Management of low risk disease (solitary LGTa < 3 cm)

  • Resection of initial tumour
  • First cystoscopy at 3 months, then 9 months later, then annually for total of 5 years
  • First cystoscopy at 3 months is important prognostic factor
  • Recurrences are usually low grade and superficial, and office fulguration can be considered
  • Relatively little data on recurrence rates after 5 years – surveillance after 5 years should be considered as ‘shared-decision making’ between patient and clinician
    • Consider ultrasounds as surveillance if patient not willing for cystoscopy
  • AUA suggests no upper tract imaging required as routine for low risk group (upper tract recurrences very rare, and mostly detected symptomatically cf. on imaging)

 

No role for induction intravesical therapy in low risk disease, but consider single post-operative instillation of intravesical chemotherapy within 24 hours of TURBT – destroys circulating tumour cells and remaining tumour cells at base of TURBT

  • ARR 10 – 15 % and relative risk reduction 35 % for recurrence for intravesical gemcitabine.

 

Management of intermediate risk disease (HGTa < 3 cm, early recurrence LGTa within one year, multifocal LGTa or LGTa > 3 cm)

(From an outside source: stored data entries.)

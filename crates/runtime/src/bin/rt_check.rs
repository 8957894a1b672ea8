// Small host binary that exercises the runtime's fatal paths on demand.
// Each subcommand drives one path to termination so the integration tests
// can assert on exit status and diagnostic output; `trace` and
// `dump-protocol` are the only modes that return.

use std::ffi::CString;
use std::os::raw::c_char;
use std::process;

use trill_runtime::{FieldMetadata, TypeMetadata};

fn leak_cstr(s: &str) -> *const c_char {
    CString::new(s).unwrap().into_raw() as *const c_char
}

fn leak_primitive(name: &str) -> &'static TypeMetadata {
    Box::leak(Box::new(TypeMetadata {
        name: leak_cstr(name),
        fields: std::ptr::null::<FieldMetadata>(),
        is_reference_type: 0,
        size_in_bits: 64,
        field_count: 0,
        pointer_level: 0,
    }))
}

fn leak_pair(name: &str, field_type: &'static TypeMetadata) -> &'static TypeMetadata {
    let fields = vec![
        FieldMetadata {
            name: leak_cstr("x"),
            type_metadata: field_type,
            offset: 0,
        },
        FieldMetadata {
            name: leak_cstr("y"),
            type_metadata: field_type,
            offset: 8,
        },
    ];
    let fields = Box::leak(fields.into_boxed_slice());
    Box::leak(Box::new(TypeMetadata {
        name: leak_cstr(name),
        fields: fields.as_ptr(),
        is_reference_type: 0,
        size_in_bits: 128,
        field_count: 2,
        pointer_level: 0,
    }))
}

fn main() {
    trill_runtime::trill_init();

    let mode = std::env::args().nth(1).unwrap_or_default();
    unsafe {
        match mode.as_str() {
            // Checked cast between distinct descriptors.
            "cast-mismatch" => {
                let int = leak_primitive("Int");
                let bool_meta = leak_primitive("Bool");
                let a = trill_runtime::trill_allocateAny(int);
                trill_runtime::trill_checkedCast(a, bool_meta);
            }
            // Field update where the descriptors share a name but not an
            // identity; must still be rejected.
            "update-mismatch" => {
                let field_int = leak_primitive("Int");
                let other_int = leak_primitive("Int");
                let pair = leak_pair("Pair", field_int);
                let a = trill_runtime::trill_allocateAny(pair);
                let b = trill_runtime::trill_allocateAny(other_int);
                trill_runtime::trill_updateAny(a, 0, b);
            }
            // Field lookup on a type with no fields.
            "field-oob" => {
                let int = leak_primitive("Int");
                trill_runtime::trill_getFieldMetadata(int, 0);
            }
            "release-underflow" => {
                let p = trill_runtime::trill_allocateIndirectType(8, None);
                trill_runtime::trill_release(p);
                trill_runtime::trill_release(p);
            }
            "retain-overflow" => {
                let p = trill_runtime::trill_allocateIndirectType(8, None);
                // The retain count is the first word of the 16-byte box
                // header that precedes the payload (stable ABI layout).
                let count = (p as *mut u8).sub(16) as *mut u32;
                *count = u32::MAX;
                trill_runtime::trill_retain(p);
            }
            "fatal" => {
                let message = CString::new("boom").unwrap();
                trill_runtime::trill_fatalError(message.as_ptr());
            }
            "signal" => {
                libc::raise(libc::SIGSEGV);
            }
            "trace" => {
                trill_runtime::trill_printStackTrace();
                return;
            }
            "dump-protocol" => {
                let methods: Vec<*const c_char> =
                    vec![leak_cstr("describe"), leak_cstr("compare")];
                let methods = Box::leak(methods.into_boxed_slice());
                let proto = trill_runtime::ProtocolMetadata {
                    name: leak_cstr("Printable"),
                    method_names: methods.as_ptr(),
                    method_count: methods.len(),
                };
                trill_runtime::trill_dumpProtocol(&proto);
                return;
            }
            _ => {
                eprintln!(
                    "usage: rt_check <cast-mismatch|update-mismatch|field-oob|\
                     release-underflow|retain-overflow|fatal|signal|trace|dump-protocol>"
                );
                process::exit(2);
            }
        }
    }
    // Every fatal mode should have terminated the process above.
    process::exit(3);
}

  • Consider cytology with cystoscopies, although risk is primarily of recurrence rather than progression
  • First cystoscopy at 3 months with cytology
  • Then 6 monthly for 2 years with cytology
  • Then annually indefinitely (EAU recommends lifelong follow up)
  • Consider upper tract imaging every 1 – 2 years
  • Consider induction course of intravesical chemotherapy
    • Evidence that all intravesical chemo agents and BCG all reduce risk of recurrence
    • BCG reduces progression also but at a cost of higher toxicity
    • Mitomycin C efficacy suggested to be enhanced by dehydration for 8 hours prior, with complete bladder emptying as well as urinary alkalinisation with sodium bicarb for 3 doses prior
    • Optimal course of induction not known – 6 weeks is often used

 

 

Management of high risk NMIBC (CIS, HGT1, recurrent HGTa, variant histology, LVI, multifocal or > 3 cm HGTa, prostatic urethral involvement)

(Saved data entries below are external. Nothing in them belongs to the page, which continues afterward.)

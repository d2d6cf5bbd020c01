//! Match state and core simulation types
//!
//! Everything the host draws or reacts to lives here. Cooldowns and effect
//! durations are `Timer`s decremented by the tick, never callbacks.

use std::fmt;

use glam::Vec2;
use rand::SeedableRng;
use rand_pcg::Pcg32;
use serde::{Deserialize, Serialize};

use super::geometry::{Arena, Rect};
use super::placement;
use crate::error::Result;
use crate::tuning::GameConfig;

/// Top-level match phase
#[derive(Debug, Clone, Copy, PartialEq, Eq, Serialize, Deserialize)]
pub enum GamePhase {
    /// Before the first match; layout exists but nothing moves
    Menu,
    /// Active gameplay
    Playing,
    /// Coin requirement met
    Won,
    /// Out of lives or out of time
    Lost,
}

/// Why a match was lost
#[derive(Debug, Clone, Copy, PartialEq, Eq, Serialize, Deserialize)]
pub enum LoseReason {
    BossCaught,
    DroneCaught,
    Trap,
    TimeUp,
}

impl LoseReason {
    pub fn message(&self) -> &'static str {
        match self {
            LoseReason::BossCaught => "Boss caught you!",
            LoseReason::DroneCaught => "A drone got you!",
            LoseReason::Trap => "A trap got you!",
            LoseReason::TimeUp => "Time is up!",
        }
    }
}

impl fmt::Display for LoseReason {
    fn fmt(&self, f: &mut fmt::Formatter<'_>) -> fmt::Result {
        f.write_str(self.message())
    }
}

/// What dealt a hit to the player
#[derive(Debug, Clone, Copy, PartialEq, Eq, Serialize, Deserialize)]
pub enum HitSource {
    Boss,
    Drone,
    Trap,
}

impl HitSource {
    pub fn lose_reason(&self) -> LoseReason {
        match self {
            HitSource::Boss => LoseReason::BossCaught,
            HitSource::Drone => LoseReason::DroneCaught,
            HitSource::Trap => LoseReason::Trap,
        }
    }
}

/// Countdown in seconds, never negative
#[derive(Debug, Clone, Copy, Default, PartialEq, Serialize, Deserialize)]
pub struct Timer {
    remaining: f32,
}

impl Timer {
    pub fn start(&mut self, duration: f32) {
        self.remaining = duration.max(0.0);
    }

    pub fn clear(&mut self) {
        self.remaining = 0.0;
    }

    /// Advance by `dt`; returns true on the tick the timer runs out
    pub fn tick(&mut self, dt: f32) -> bool {
        if self.remaining <= 0.0 {
            return false;
        }
        self.remaining = (self.remaining - dt).max(0.0);
        self.remaining == 0.0
    }

    #[inline]
    pub fn is_running(&self) -> bool {
        self.remaining > 0.0
    }

    #[inline]
    pub fn remaining(&self) -> f32 {
        self.remaining
    }
}

/// Hit-absorbing shield
#[derive(Debug, Clone, Copy, Default, PartialEq, Serialize, Deserialize)]
pub struct Shield {
    pub charges: u32,
    pub timer: Timer,
}

impl Shield {
    pub fn is_active(&self) -> bool {
        self.charges > 0 && self.timer.is_running()
    }

    pub fn grant(&mut self, charges: u32, duration: f32) {
        self.charges += charges;
        self.timer.start(duration);
    }

    /// Spend one charge if the shield is up
    pub fn absorb(&mut self) -> bool {
        if self.is_active() {
            self.charges -= 1;
            true
        } else {
            false
        }
    }

    fn tick(&mut self, dt: f32) {
        self.timer.tick(dt);
        if !self.timer.is_running() {
            self.charges = 0;
        }
    }
}

/// Active power-up effects and action cooldowns
#[derive(Debug, Clone, Default, Serialize, Deserialize)]
pub struct ActiveEffects {
    /// Player slowed (drone contact)
    pub slow: Timer,
    pub speed_boost: Timer,
    pub shield: Shield,
    pub magnet: Timer,
    /// Hostile AI suspended
    pub freeze: Timer,
    pub dash_cooldown: Timer,
    /// Hostile movement scaled down
    pub slow_motion: Timer,
    pub slow_motion_cooldown: Timer,
}

impl ActiveEffects {
    pub fn tick(&mut self, dt: f32) {
        self.slow.tick(dt);
        self.speed_boost.tick(dt);
        self.shield.tick(dt);
        self.magnet.tick(dt);
        self.freeze.tick(dt);
        self.dash_cooldown.tick(dt);
        self.slow_motion.tick(dt);
        self.slow_motion_cooldown.tick(dt);
    }

    #[inline]
    pub fn is_frozen(&self) -> bool {
        self.freeze.is_running()
    }
}

/// Consecutive coin pickups within a rolling window
#[derive(Debug, Clone, Copy, Default, PartialEq, Serialize, Deserialize)]
pub struct Combo {
    pub count: u32,
    pub timer: Timer,
}

impl Combo {
    pub fn register_pickup(&mut self, window: f32) -> u32 {
        self.count += 1;
        self.timer.start(window);
        self.count
    }

    pub fn reset(&mut self) {
        self.count = 0;
        self.timer.clear();
    }

    /// Returns true if the combo timed out this tick
    pub fn tick(&mut self, dt: f32) -> bool {
        if self.count > 0 && self.timer.tick(dt) {
            self.count = 0;
            return true;
        }
        false
    }
}

/// The player's avatar
#[derive(Debug, Clone, Serialize, Deserialize)]
pub struct Player {
    pub pos: Vec2,
    pub radius: f32,
    pub base_speed: f32,
    /// Last non-zero movement direction (unit length)
    pub facing: Vec2,
}

impl Player {
    pub fn new(config: &GameConfig) -> Self {
        Self {
            pos: Vec2::ZERO,
            radius: config.player_radius,
            base_speed: config.player_speed,
            facing: Vec2::X,
        }
    }
}

/// The pursuing boss
#[derive(Debug, Clone, Serialize, Deserialize)]
pub struct Boss {
    pub pos: Vec2,
    pub radius: f32,
    pub base_speed: f32,
    /// Recomputed each tick from rush state
    pub current_speed: f32,
    pub rush: Timer,
    pub rush_cooldown: Timer,
    pub hit_cooldown: Timer,
}

impl Boss {
    pub fn new(config: &GameConfig) -> Self {
        Self {
            pos: Vec2::ZERO,
            radius: config.boss_radius,
            base_speed: config.boss_speed,
            current_speed: config.boss_speed,
            rush: Timer::default(),
            rush_cooldown: Timer::default(),
            hit_cooldown: Timer::default(),
        }
    }

    #[inline]
    pub fn is_rushing(&self) -> bool {
        self.rush.is_running()
    }
}

#[derive(Debug, Clone, Serialize, Deserialize)]
pub struct Coin {
    pub pos: Vec2,
    pub radius: f32,
    pub collected: bool,
}

#[derive(Debug, Clone, Copy, PartialEq, Eq, Serialize, Deserialize)]
pub enum TrapKind {
    Damage,
    Teleport,
}

#[derive(Debug, Clone, Serialize, Deserialize)]
pub struct Trap {
    pub pos: Vec2,
    pub radius: f32,
    pub kind: TrapKind,
    /// Trap is inert while this runs
    pub rearm: Timer,
}

impl Trap {
    #[inline]
    pub fn is_armed(&self) -> bool {
        !self.rearm.is_running()
    }
}

#[derive(Debug, Clone, Copy, PartialEq, Eq, Serialize, Deserialize)]
pub enum BonusKind {
    Speed,
    Shield,
    Magnet,
    Freeze,
}

impl BonusKind {
    pub const ALL: [BonusKind; 4] = [
        BonusKind::Speed,
        BonusKind::Shield,
        BonusKind::Magnet,
        BonusKind::Freeze,
    ];
}

#[derive(Debug, Clone, Serialize, Deserialize)]
pub struct Bonus {
    pub pos: Vec2,
    pub radius: f32,
    pub kind: BonusKind,
    pub collected: bool,
}

/// A patrolling drone
#[derive(Debug, Clone, Serialize, Deserialize)]
pub struct Drone {
    pub pos: Vec2,
    pub radius: f32,
    pub speed: f32,
    /// Patrol loop, never empty
    pub waypoints: Vec<Vec2>,
    pub waypoint_index: usize,
    pub hit_cooldown: Timer,
}

impl Drone {
    #[inline]
    pub fn current_waypoint(&self) -> Vec2 {
        self.waypoints
            .get(self.waypoint_index)
            .copied()
            .unwrap_or(self.pos)
    }

    pub fn advance_waypoint(&mut self) {
        if !self.waypoints.is_empty() {
            self.waypoint_index = (self.waypoint_index + 1) % self.waypoints.len();
        }
    }
}

/// Something the host should react to (audio, UI, effects)
#[derive(Debug, Clone, PartialEq, Serialize, Deserialize)]
pub enum GameEvent {
    CoinCollected { index: usize, combo: u32 },
    TrapTriggered { index: usize, kind: TrapKind },
    BonusCollected { index: usize, kind: BonusKind },
    BossRushStarted,
    PlayerHit {
        source: HitSource,
        lives: u32,
        shielded: bool,
    },
    Dashed,
    SlowMotionStarted,
    WaveStarted { wave: u32 },
    DroneSpawned { index: usize },
    Won,
    Lost { reason: LoseReason },
}

/// One match session: arena, entities, counters and phase
#[derive(Debug, Clone, Serialize)]
pub struct MatchState {
    pub config: GameConfig,
    /// Session seed for reproducibility
    pub seed: u64,
    pub arena: Arena,
    pub phase: GamePhase,
    pub lose_reason: Option<LoseReason>,

    pub player: Player,
    pub boss: Boss,
    pub obstacles: Vec<Rect>,
    pub coins: Vec<Coin>,
    pub traps: Vec<Trap>,
    pub bonuses: Vec<Bonus>,
    pub drones: Vec<Drone>,

    pub combo: Combo,
    pub effects: ActiveEffects,
    pub lives: u32,
    pub score: u32,
    pub coins_collected: u32,
    /// Match clock in seconds
    pub time_remaining: f32,
    pub wave_index: u32,
    /// Seconds since the last wave spawn attempt
    pub wave_timer: f32,

    /// Events emitted by the most recent tick
    pub events: Vec<GameEvent>,

    /// Resize received mid-match, applied on the next restart
    #[serde(skip)]
    pending_arena: Option<Arena>,
    #[serde(skip)]
    pub(crate) rng: Pcg32,
}

impl MatchState {
    /// Create a session in the menu phase with an initial layout
    pub fn new(config: GameConfig, width: f32, height: f32, seed: u64) -> Result<Self> {
        config.validate()?;
        let arena = Arena::new(width, height)?;

        let mut state = Self {
            player: Player::new(&config),
            boss: Boss::new(&config),
            config,
            seed,
            arena,
            phase: GamePhase::Menu,
            lose_reason: None,
            obstacles: Vec::new(),
            coins: Vec::new(),
            traps: Vec::new(),
            bonuses: Vec::new(),
            drones: Vec::new(),
            combo: Combo::default(),
            effects: ActiveEffects::default(),
            lives: 0,
            score: 0,
            coins_collected: 0,
            time_remaining: 0.0,
            wave_index: 0,
            wave_timer: 0.0,
            events: Vec::new(),
            pending_arena: None,
            rng: Pcg32::seed_from_u64(seed),
        };
        state.reset_match();
        Ok(state)
    }

    /// Begin a match in a (possibly new) arena
    pub fn start_match(&mut self, width: f32, height: f32) -> Result<()> {
        self.arena = Arena::new(width, height)?;
        self.pending_arena = None;
        self.begin();
        Ok(())
    }

    /// Throw away the current match and start a fresh one
    pub fn restart(&mut self) {
        if let Some(arena) = self.pending_arena.take() {
            self.arena = arena;
        }
        self.begin();
    }

    /// Change the arena; mid-match the change waits for the next restart
    pub fn resize_arena(&mut self, width: f32, height: f32) -> Result<()> {
        let arena = Arena::new(width, height)?;
        if self.phase == GamePhase::Playing {
            log::warn!(
                "Resize to {}x{} deferred until the match ends",
                arena.width,
                arena.height
            );
            self.pending_arena = Some(arena);
        } else {
            self.arena = arena;
            self.pending_arena = None;
            placement::generate_layout(self);
        }
        Ok(())
    }

    /// Step the simulation; returns the events of this tick
    pub fn advance(&mut self, input: &super::TickInput, dt: f32) -> &[GameEvent] {
        super::tick(self, input, dt);
        &self.events
    }

    fn begin(&mut self) {
        self.reset_match();
        self.phase = GamePhase::Playing;
        log::info!(
            "Match started: arena {}x{}, {} obstacles, {} coins ({} required), \
             {} traps, {} bonuses, {} drones",
            self.arena.width,
            self.arena.height,
            self.obstacles.len(),
            self.coins.len(),
            self.config.coins_required,
            self.traps.len(),
            self.bonuses.len(),
            self.drones.len()
        );
    }

    fn reset_match(&mut self) {
        self.lose_reason = None;
        self.player = Player::new(&self.config);
        self.boss = Boss::new(&self.config);
        self.combo = Combo::default();
        self.effects = ActiveEffects::default();
        self.lives = self.config.lives;
        self.score = 0;
        self.coins_collected = 0;
        self.time_remaining = self.config.match_duration;
        self.wave_index = 0;
        self.wave_timer = 0.0;
        self.events.clear();
        placement::generate_layout(self);
    }

    /// Uncollected coins still on the field
    pub fn coins_remaining(&self) -> usize {
        self.coins.iter().filter(|c| !c.collected).count()
    }

    pub fn is_playing(&self) -> bool {
        self.phase == GamePhase::Playing
    }

    /// Resize waiting for the next restart, if any
    pub fn pending_arena(&self) -> Option<Arena> {
        self.pending_arena
    }

    pub(crate) fn finish_won(&mut self) {
        self.phase = GamePhase::Won;
        self.events.push(GameEvent::Won);
        log::info!(
            "Match won: {} coins, score {}, {:.1}s left",
            self.coins_collected,
            self.score,
            self.time_remaining
        );
    }

    pub(crate) fn finish_lost(&mut self, reason: LoseReason) {
        self.phase = GamePhase::Lost;
        self.lose_reason = Some(reason);
        self.events.push(GameEvent::Lost { reason });
        log::info!(
            "Match lost ({}): {} coins, score {}",
            reason,
            self.coins_collected,
            self.score
        );
    }
}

  • 3 monthly cystoscopy and cytology for first two years
  • 6 monthly cystoscopy and cytology for years 3 – 5
  • Annual cystoscopy and cytology lifelong thereafter
  • Upper tract imaging every 1 – 2 years

 

Patients with CIS should get induction BCG.

  • 30 – 50 % relative risk reduction for recurrence (20 % absolute risk reduction)
  • 20 – 30 % relative risk reduction for progression (5 % absolute risk reduction)
  • May treat residual CIS and papillary tumour not resected
  • Demonstrably better prevention of recurrence cf. intravesical chemo

 

Patients with high grade non muscle invasive disease should have re-resection within 6 weeks.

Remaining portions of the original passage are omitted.